William Irvine
    James Franck Institute,

    929 E 57th Street, Chicago, IL 60637
    wtmirvine [at] uchicago.edu

Topological defects in curved space


topological defects on a dome (quicktime)

When a two-dimensional crystalline lattice is draped onto surface that has non-zero Gaussian curvature, its orientational order is frustrated by the non-Euclidean geometry that applies on the curved surface. This leads to the generation of non-local stress distributions in the lattice.which in turn can affect the generation and dynamics of topological defects.

We have used a system of PMMA micron sized spheres bound to curved oil-water interfaces to investigate these phenomena on surfcaes of positive, negative, spatially-and-time-varying gaussian curvature. In addition to imaging the particles with a confocal microscope, we simultaneously manipulated them using holographic tweezers whose operation is independent of the confocal imaging.

Topological tweezers


creation and evolution of a grain boundary (quicktime)

We study the behaviour of a two-dimensional lattice of colloids in an applied optical potential, shaped using holographic techniques. The potential is designed to act collectively on many particles, `pulling' on each particle with a force that does not exceed that exerted by neighbouring particles.

We have demonstrated how such a potential can be used as a 'topological tweezer' applied non-locally to produce, grab and position a topological defect. We have further used it to study defect kinetics and reactions.The potential can further be tailored to study a variety of problems which can be broadly classified by the order of the applied potential, for example periodic, quasiperiodic and random.

Electromagnetic knots


evolution of an electromagnetic knot (quicktime)

Maxwell's equations allow for remarkable solutions with complex field line geometry, characterized by the degree of linking and knottedness of the electric and magnetic field lines. A striking example is a solution in which all electric(magnetic) field lines are circles with any two electric(magnetic) linked to each other, a configuration known as the Hopf fibration.

The structure and evolution of these fields is governed entirely by geometry.
combining sophisticated field-theoretic and differential-geometric approaches with down to earth physical constraints, we are trying to understand the physics of this class of solutions and how it may realized and impact other fields.

Beyond the study of such structures in light we are looking at realizations of knotted fields in `softer' phases.

Lock and key colloids


Lock and key binding (quicktime)

The design of colloidal scale building blocks capable of self-assembling into functional meta-materials is an appealing goal that has the potential to revolutionize the production of smart materials.

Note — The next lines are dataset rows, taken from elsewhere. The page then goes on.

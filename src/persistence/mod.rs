//! Persistence port for the player's creature.
//!
//! The core never touches storage. Callers hold a [`SaveStore`] and move
//! [`CombatantRecord`](crate::codec::CombatantRecord)s through it; decoding
//! into a live creature is the codec's job.
//!
//! - `JsonFileStore`: one JSON document on disk
//! - `MemoryStore`: in-process slot for tests and embedding

mod error;
mod file;
mod memory;
mod traits;

pub use error::{Result, StoreError};
pub use file::JsonFileStore;
pub use memory::MemoryStore;
pub use traits::SaveStore;
//! JSON file save store.

use std::fs;
use std::io::ErrorKind;
use std::path::{Path, PathBuf};

use super::error::Result;
use super::traits::SaveStore;
use crate::codec::{self, CombatantRecord};

/// Stores the record as a single JSON document.
///
/// Writes go to a temporary sibling file which is then renamed over the
/// save, so an interrupted write never leaves a half-written document.
#[derive(Clone, Debug)]
pub struct JsonFileStore {
    path: PathBuf,
}

impl JsonFileStore {
    pub fn new(path: impl AsRef<Path>) -> Self {
        Self {
            path: path.as_ref().to_path_buf(),
        }
    }

    #[must_use]
    pub fn path(&self) -> &Path {
        &self.path
    }

    fn temp_path(&self) -> PathBuf {
        let mut name = self
            .path
            .file_name()
            .map(|n| n.to_os_string())
            .unwrap_or_default();
        name.push(".tmp");
        self.path.with_file_name(name)
    }
}

impl SaveStore for JsonFileStore {
    fn load(&self) -> Result<Option<CombatantRecord>> {
        let json = match fs::read_to_string(&self.path) {
            Ok(json) => json,
            Err(e) if e.kind() == ErrorKind::NotFound => return Ok(None),
            Err(e) => return Err(e.into()),
        };

        let record = codec::from_json(&json)?;
        tracing::debug!("Loaded save from {}", self.path.display());

        Ok(Some(record))
    }

    fn save(&self, record: &CombatantRecord) -> Result<()> {
        let json = codec::to_json(record)?;

        if let Some(parent) = self.path.parent().filter(|p| !p.as_os_str().is_empty()) {
            fs::create_dir_all(parent)?;
        }

        let temp_path = self.temp_path();
        fs::write(&temp_path, json)?;
        fs::rename(&temp_path, &self.path)?;

        tracing::debug!("Saved to {}", self.path.display());

        Ok(())
    }
}
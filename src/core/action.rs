//! Player actions during an encounter.
//!
//! The caller reads raw text, parses it into an [`Action`] and hands it to
//! the resolver. Anything that doesn't parse is an
//! [`InvalidAction`](crate::encounter::EncounterError::InvalidAction) and
//! the caller asks again.

use std::str::FromStr;

use serde::{Deserialize, Serialize};

use crate::encounter::EncounterError;

/// One turn's choice for the player.
#[derive(Clone, Copy, Debug, PartialEq, Eq, Hash, Serialize, Deserialize)]
pub enum Action {
    /// Strike the opponent; it counters if it survives.
    Attack,
    /// Look at both creatures. Doesn't use up the turn.
    Inspect,
    /// Leave the encounter.
    Retreat,
}

impl Action {
    /// All actions, in menu order.
    pub const ALL: [Action; 3] = [Action::Attack, Action::Inspect, Action::Retreat];

    /// Check if this action ends the encounter by itself.
    #[must_use]
    pub fn is_retreat(self) -> bool {
        matches!(self, Action::Retreat)
    }
}

impl FromStr for Action {
    type Err = EncounterError;

    /// Parse menu input. Case and surrounding whitespace are ignored.
    ///
    /// ```
    /// use critter_quest::core::Action;
    ///
    /// assert_eq!("A".parse::<Action>().unwrap(), Action::Attack);
    /// assert_eq!(" summary ".parse::<Action>().unwrap(), Action::Inspect);
    /// assert!("x".parse::<Action>().is_err());
    /// ```
    fn from_str(s: &str) -> Result<Self, Self::Err> {
        match s.trim().to_ascii_lowercase().as_str() {
            "a" | "attack" => Ok(Action::Attack),
            "s" | "summary" | "i" | "inspect" => Ok(Action::Inspect),
            "r" | "run" | "retreat" => Ok(Action::Retreat),
            _ => Err(EncounterError::InvalidAction(s.to_string())),
        }
    }
}

impl std::fmt::Display for Action {
    fn fmt(&self, f: &mut std::fmt::Formatter<'_>) -> std::fmt::Result {
        let name = match self {
            Action::Attack => "attack",
            Action::Inspect => "inspect",
            Action::Retreat => "retreat",
        };
        f.write_str(name)
    }
}
//! Session configuration.
//!
//! Combat and growth rules are fixed; only the surroundings are
//! configurable: where the save lives, how opponents are seeded and how fast
//! narration scrolls.

use std::path::PathBuf;
use std::time::Duration;

use serde::{Deserialize, Serialize};

/// Default save file, relative to the working directory.
pub const DEFAULT_SAVE_PATH: &str = "save_data.json";

/// Default delay between narrated characters.
pub const DEFAULT_TEXT_DELAY: Duration = Duration::from_millis(40);

/// Configuration for one play session.
#[derive(Clone, Debug, PartialEq, Eq, Serialize, Deserialize)]
pub struct SessionConfig {
    /// Where the player's creature is saved.
    pub save_path: PathBuf,

    /// Seed for opponent generation.
    /// `None` draws a fresh seed each run.
    pub seed: Option<u64>,

    /// Delay between characters of narration (zero disables pacing).
    pub text_delay: Duration,
}

impl Default for SessionConfig {
    fn default() -> Self {
        Self {
            save_path: PathBuf::from(DEFAULT_SAVE_PATH),
            seed: None,
            text_delay: DEFAULT_TEXT_DELAY,
        }
    }
}

impl SessionConfig {
    /// Use a different save file.
    pub fn with_save_path(mut self, path: impl Into<PathBuf>) -> Self {
        self.save_path = path.into();
        self
    }

    /// Fix the opponent seed.
    pub fn with_seed(mut self, seed: u64) -> Self {
        self.seed = Some(seed);
        self
    }

    /// Change narration pacing.
    pub fn with_text_delay(mut self, delay: Duration) -> Self {
        self.text_delay = delay;
        self
    }
}
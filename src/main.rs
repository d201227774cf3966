// travel-search: command-line driver for the aggregation engine
// Loads configuration from the environment, registers the configured providers and prints
// results as pretty JSON on stdout.

use anyhow::{Context, Result};
use clap::{Args, Parser, Subcommand, ValueEnum};
use std::sync::Arc;
use travel_aggregator::amadeus::AmadeusProvider;
use travel_aggregator::clock::{Clock, SystemClock};
use travel_aggregator::config::EngineConfig;
use travel_aggregator::models::{FlightSearchParams, HotelSearchParams, TravelClass};
use travel_aggregator::price_tracker::{PriceTrackRequest, PriceTracker};
use travel_aggregator::skyscanner::SkyscannerProvider;
use travel_aggregator::telemetry::init_tracing;
use travel_aggregator::SearchAggregator;

#[derive(Parser)]
#[command(name = "travel-search")]
#[command(about = "Search and compare flights and hotels across travel providers")]
struct Cli {
    #[command(subcommand)]
    command: Command,
}

#[derive(Subcommand)]
enum Command {
    /// Search flights across providers
    Flights(FlightArgs),
    /// Search hotels across providers
    Hotels(HotelArgs),
    /// Suggest cities and airports matching a query
    Locations { query: String },
    /// Run a tracked search, repeated to show cache reuse
    Track {
        /// JSON request, e.g. {"type":"flight","params":{...}}
        request: String,
        #[arg(long, default_value_t = 1)]
        repeat: u32,
    },
}

#[derive(Clone, Copy, ValueEnum)]
enum CabinClass {
    Economy,
    PremiumEconomy,
    Business,
    First,
}

impl From<CabinClass> for TravelClass {
    fn from(class: CabinClass) -> Self {
        match class {
            CabinClass::Economy => TravelClass::Economy,
            CabinClass::PremiumEconomy => TravelClass::PremiumEconomy,
            CabinClass::Business => TravelClass::Business,
            CabinClass::First => TravelClass::First,
        }
    }
}

#[derive(Args)]
struct FlightArgs {
    origin: String,
    destination: String,
    #[arg(long)]
    date: String,
    #[arg(long)]
    return_date: Option<String>,
    #[arg(long, default_value_t = 1)]
    adults: u32,
    #[arg(long, default_value_t = 0)]
    children: u32,
    #[arg(long, default_value_t = 0)]
    infants: u32,
    #[arg(long, value_enum)]
    class: Option<CabinClass>,
    #[arg(long, default_value = "USD")]
    currency: String,
    #[arg(long)]
    non_stop: bool,
    #[arg(long, default_value_t = 10)]
    max: u32,
    /// Comma separated provider names; defaults come from configuration
    #[arg(long, value_delimiter = ',')]
    providers: Vec<String>,
}

#[derive(Args)]
struct HotelArgs {
    #[arg(long)]
    city: Option<String>,
    #[arg(long, allow_hyphen_values = true)]
    lat: Option<f64>,
    #[arg(long, allow_hyphen_values = true)]
    lng: Option<f64>,
    #[arg(long)]
    radius: Option<u32>,
    #[arg(long)]
    check_in: String,
    #[arg(long)]
    check_out: String,
    #[arg(long, default_value_t = 1)]
    adults: u32,
    #[arg(long, default_value_t = 1)]
    rooms: u32,
    #[arg(long, default_value = "USD")]
    currency: String,
    #[arg(long, value_delimiter = ',')]
    providers: Vec<String>,
}

fn provider_selection(providers: &[String]) -> Option<&[String]> {
    (!providers.is_empty()).then_some(providers)
}

fn build_aggregator(config: &EngineConfig, clock: Arc<dyn Clock>) -> Result<SearchAggregator> {
    let mut aggregator = SearchAggregator::new(&config.aggregation, clock.clone());
    aggregator.register(Arc::new(
        AmadeusProvider::new(&config.amadeus, clock).context("failed to build amadeus provider")?,
    ));
    aggregator.register(Arc::new(
        SkyscannerProvider::new(&config.skyscanner)
            .context("failed to build skyscanner provider")?,
    ));
    Ok(aggregator)
}

fn print_json<T: serde::Serialize>(value: &T) -> Result<()> {
    println!("{}", serde_json::to_string_pretty(value)?);
    Ok(())
}

#[tokio::main]
async fn main() -> Result<()> {
    let cli = Cli::parse();

    let config = EngineConfig::from_env().context("failed to load configuration")?;
    init_tracing(&config.logging)?;

    let clock: Arc<dyn Clock> = Arc::new(SystemClock);
    let aggregator = build_aggregator(&config, clock.clone())?;

    match cli.command {
        Command::Flights(args) => {
            let params = FlightSearchParams {
                origin: args.origin,
                destination: args.destination,
                departure_date: args.date,
                return_date: args.return_date,
                adults: args.adults,
                children: args.children,
                infants: args.infants,
                travel_class: args.class.map(TravelClass::from),
                currency: args.currency,
                non_stop: args.non_stop,
                max_results: args.max,
            };
            let result = aggregator
                .search_flights(&params, provider_selection(&args.providers))
                .await;
            print_json(&result)?;
        }
        Command::Hotels(args) => {
            let params = HotelSearchParams {
                city_code: args.city,
                latitude: args.lat,
                longitude: args.lng,
                radius: args.radius,
                check_in_date: args.check_in,
                check_out_date: args.check_out,
                adults: args.adults,
                rooms: args.rooms,
                currency: args.currency,
                ..Default::default()
            };
            let result = aggregator
                .search_hotels(&params, provider_selection(&args.providers))
                .await;
            print_json(&result)?;
        }
        Command::Locations { query } => {
            let suggestions = aggregator.get_location_suggestions(&query).await;
            print_json(&suggestions)?;
        }
        Command::Track { request, repeat } => {
            let request: PriceTrackRequest =
                serde_json::from_str(&request).context("invalid tracking request")?;
            let tracker = PriceTracker::new(Arc::new(aggregator), &config.cache, clock);
            for _ in 0..repeat.max(1) {
                let tracked = tracker.track_prices(&request).await?;
                print_json(&tracked)?;
            }
            print_json(&tracker.stats())?;
        }
    }

    Ok(())
}
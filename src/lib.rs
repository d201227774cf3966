// Travel search aggregation engine
// Provider adapters, the concurrent orchestrator, ranking, price tracking and location merging.

pub mod aggregator;
pub mod amadeus;
pub mod clock;
pub mod config;
pub mod locations;
pub mod models;
pub mod price_tracker;
pub mod provider;
pub mod ranking;
pub mod skyscanner;
pub mod telemetry;

#[cfg(test)]
pub(crate) mod test_support;

// Re-export key types for convenience
pub use aggregator::{
    AggregationError, FlightSearchResult, HotelSearchResult, SearchAggregator, SearchResult,
};
pub use clock::{Clock, ManualClock, SystemClock};
pub use config::{ConfigError, EngineConfig};
pub use models::{
    CanonicalFlightOffer, CanonicalHotelOffer, FlightSearchParams, HotelSearchParams,
    LocationSuggestion, ProviderResult,
};
pub use price_tracker::{PriceTrackRequest, PriceTracker, TrackedPrices};
pub use provider::{ProviderError, TravelProvider};
pub use ranking::{median, parse_duration};
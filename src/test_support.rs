// Scriptable provider and offer builders shared by the unit tests

use crate::models::{
    BestPrice, CanonicalFlightOffer, CanonicalHotelOffer, FlightSearchParams, HotelSearchParams,
    Itinerary, LocationSuggestion, Price,
};
use crate::provider::{ProviderError, ProviderResponse, TravelProvider};
use async_trait::async_trait;
use std::sync::atomic::{AtomicUsize, Ordering};
use std::time::Duration;

pub struct MockProvider {
    name: String,
    flights: Vec<CanonicalFlightOffer>,
    hotels: Option<Vec<CanonicalHotelOffer>>,
    locations: Vec<LocationSuggestion>,
    failure: Option<String>,
    delay: Option<Duration>,
    panics: bool,
    calls: AtomicUsize,
}

impl MockProvider {
    pub fn new(name: &str) -> Self {
        Self {
            name: name.to_string(),
            flights: Vec::new(),
            hotels: None,
            locations: Vec::new(),
            failure: None,
            delay: None,
            panics: false,
            calls: AtomicUsize::new(0),
        }
    }

    pub fn with_flights(mut self, flights: Vec<CanonicalFlightOffer>) -> Self {
        self.flights = flights;
        self
    }

    pub fn with_hotels(mut self, hotels: Vec<CanonicalHotelOffer>) -> Self {
        self.hotels = Some(hotels);
        self
    }

    pub fn with_locations(mut self, locations: Vec<LocationSuggestion>) -> Self {
        self.locations = locations;
        self
    }

    pub fn failing(mut self, message: &str) -> Self {
        self.failure = Some(message.to_string());
        self
    }

    pub fn delayed(mut self, delay: Duration) -> Self {
        self.delay = Some(delay);
        self
    }

    pub fn panicking(mut self) -> Self {
        self.panics = true;
        self
    }

    pub fn calls(&self) -> usize {
        self.calls.load(Ordering::SeqCst)
    }

    async fn respond<T: Clone + Sync>(&self, data: &[T]) -> ProviderResponse<Vec<T>> {
        self.calls.fetch_add(1, Ordering::SeqCst);
        if let Some(delay) = self.delay {
            tokio::time::sleep(delay).await;
        }
        if self.panics {
            panic!("{} blew up", self.name);
        }
        match &self.failure {
            Some(message) => Err(ProviderError::request(message.clone())),
            None => Ok(data.to_vec()),
        }
    }
}

#[async_trait]
impl TravelProvider for MockProvider {
    fn name(&self) -> &str {
        &self.name
    }

    async fn search_flights(
        &self,
        _params: &FlightSearchParams,
    ) -> ProviderResponse<Vec<CanonicalFlightOffer>> {
        self.respond(&self.flights).await
    }

    async fn search_hotels(
        &self,
        _params: &HotelSearchParams,
    ) -> ProviderResponse<Vec<CanonicalHotelOffer>> {
        match &self.hotels {
            Some(hotels) => self.respond(hotels).await,
            None => Err(ProviderError::Unsupported {
                provider: self.name.clone(),
                operation: "hotel search",
            }),
        }
    }

    async fn search_locations(&self, _query: &str) -> ProviderResponse<Vec<LocationSuggestion>> {
        self.respond(&self.locations).await
    }
}

pub fn flight(id: &str, price: f64, duration: &str, stops: u32) -> CanonicalFlightOffer {
    CanonicalFlightOffer {
        id: id.to_string(),
        price: Price {
            total: price,
            currency: "USD".to_string(),
            ..Default::default()
        },
        outbound: Itinerary {
            duration: Some(duration.to_string()),
            carrier: "XX".to_string(),
            stops,
            ..Default::default()
        },
        airline: "XX".to_string(),
        ..Default::default()
    }
}

pub fn hotel(id: &str, price: f64, rating: Option<f64>) -> CanonicalHotelOffer {
    CanonicalHotelOffer {
        id: id.to_string(),
        name: format!("Hotel {id}"),
        rating,
        best_price: Some(BestPrice {
            currency: "EUR".to_string(),
            total: price,
            per_night: None,
        }),
        ..Default::default()
    }
}

pub fn place(id: &str, name: &str, country: Option<&str>) -> LocationSuggestion {
    LocationSuggestion {
        id: id.to_string(),
        name: name.to_string(),
        kind: "city".to_string(),
        country: country.map(str::to_string),
        provider: String::new(),
    }
}
// Tracing subscriber setup for the CLI
// RUST_LOG, when set, wins over the configured level. Output goes to stderr so stdout
// stays clean JSON.

use crate::config::LoggingConfig;
use thiserror::Error;
use tracing_subscriber::EnvFilter;

#[derive(Error, Debug)]
pub enum TelemetryError {
    #[error("Invalid log filter: {0}")]
    InvalidFilter(String),

    #[error("Tracing subscriber already installed: {0}")]
    AlreadyInitialized(String),
}

pub fn env_filter(config: &LoggingConfig) -> Result<EnvFilter, TelemetryError> {
    match EnvFilter::try_from_default_env() {
        Ok(filter) => Ok(filter),
        Err(_) => EnvFilter::try_new(&config.level)
            .map_err(|e| TelemetryError::InvalidFilter(e.to_string())),
    }
}

pub fn init_tracing(config: &LoggingConfig) -> Result<(), TelemetryError> {
    let filter = env_filter(config)?;

    let installed = if config.format == "json" {
        tracing_subscriber::fmt()
            .json()
            .with_env_filter(filter)
            .with_writer(std::io::stderr)
            .with_target(true)
            .try_init()
    } else {
        tracing_subscriber::fmt()
            .pretty()
            .with_env_filter(filter)
            .with_writer(std::io::stderr)
            .try_init()
    };

    installed.map_err(|e| TelemetryError::AlreadyInitialized(e.to_string()))?;
    tracing::debug!(level = %config.level, format = %config.format, "tracing initialized");
    Ok(())
}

We demonstrated a `lock-and-key' recognition mechanicsm between colloidal particles that is based on their complementary geometry. Using a combination of specially designed colloids that have complementary shape and depletion as an interaction, we observed reverible and flexible assembly of colloidal molecules and polymers.

Past (Ph.D) research
Single photons in nonlinear photonic crystals

The conversion of light fields from one frequency to another can be mediated by materials with a nonlinear optical response. In such materials the light field polarizes the atomic orbitals beyond the linear regime to excite oscillations at higher frequencies. This typically requires high electric fields. Single photons, by contrast have small electric field strength.

We have proposed schemes to achieve nonlinear interactions involving few photons in a semiconductor (GaAs). The basis for the proposed experiments is the interplay between the high intrinsic nonlinear response of GaAs and interference effects which arise when light propagates through wavelength-scale structures which can be realistically fabricated out of GaAs.

A favourbale setting for the realization of such an interaction is provided by defect cavities in photonic quasicrystals.


Hardy's thought experiment, quantum cloning and Bell's inequalities

One of the great achievements in the physics of the last half century, is the formulation of Bell's inequalities and their partial experimental verification. Bell's inequalities create a testable and concrete contradiction between some counter-intuitive predictions of quantum mechanics and the predictions of local-hidden variable theories, based on the notion that quantum meeasurements reveal pre-existing values. .

We demonstrated the first experimental realization of Hardy's thought experiment, sometimes referred to `the best version of bells' theorem' Using photons. With similar technology, we carried out a poorman's relization of quantum cloning experiment. Finally, we proposed a scheme for a realistic implementation of a final test of Bell's inequalities.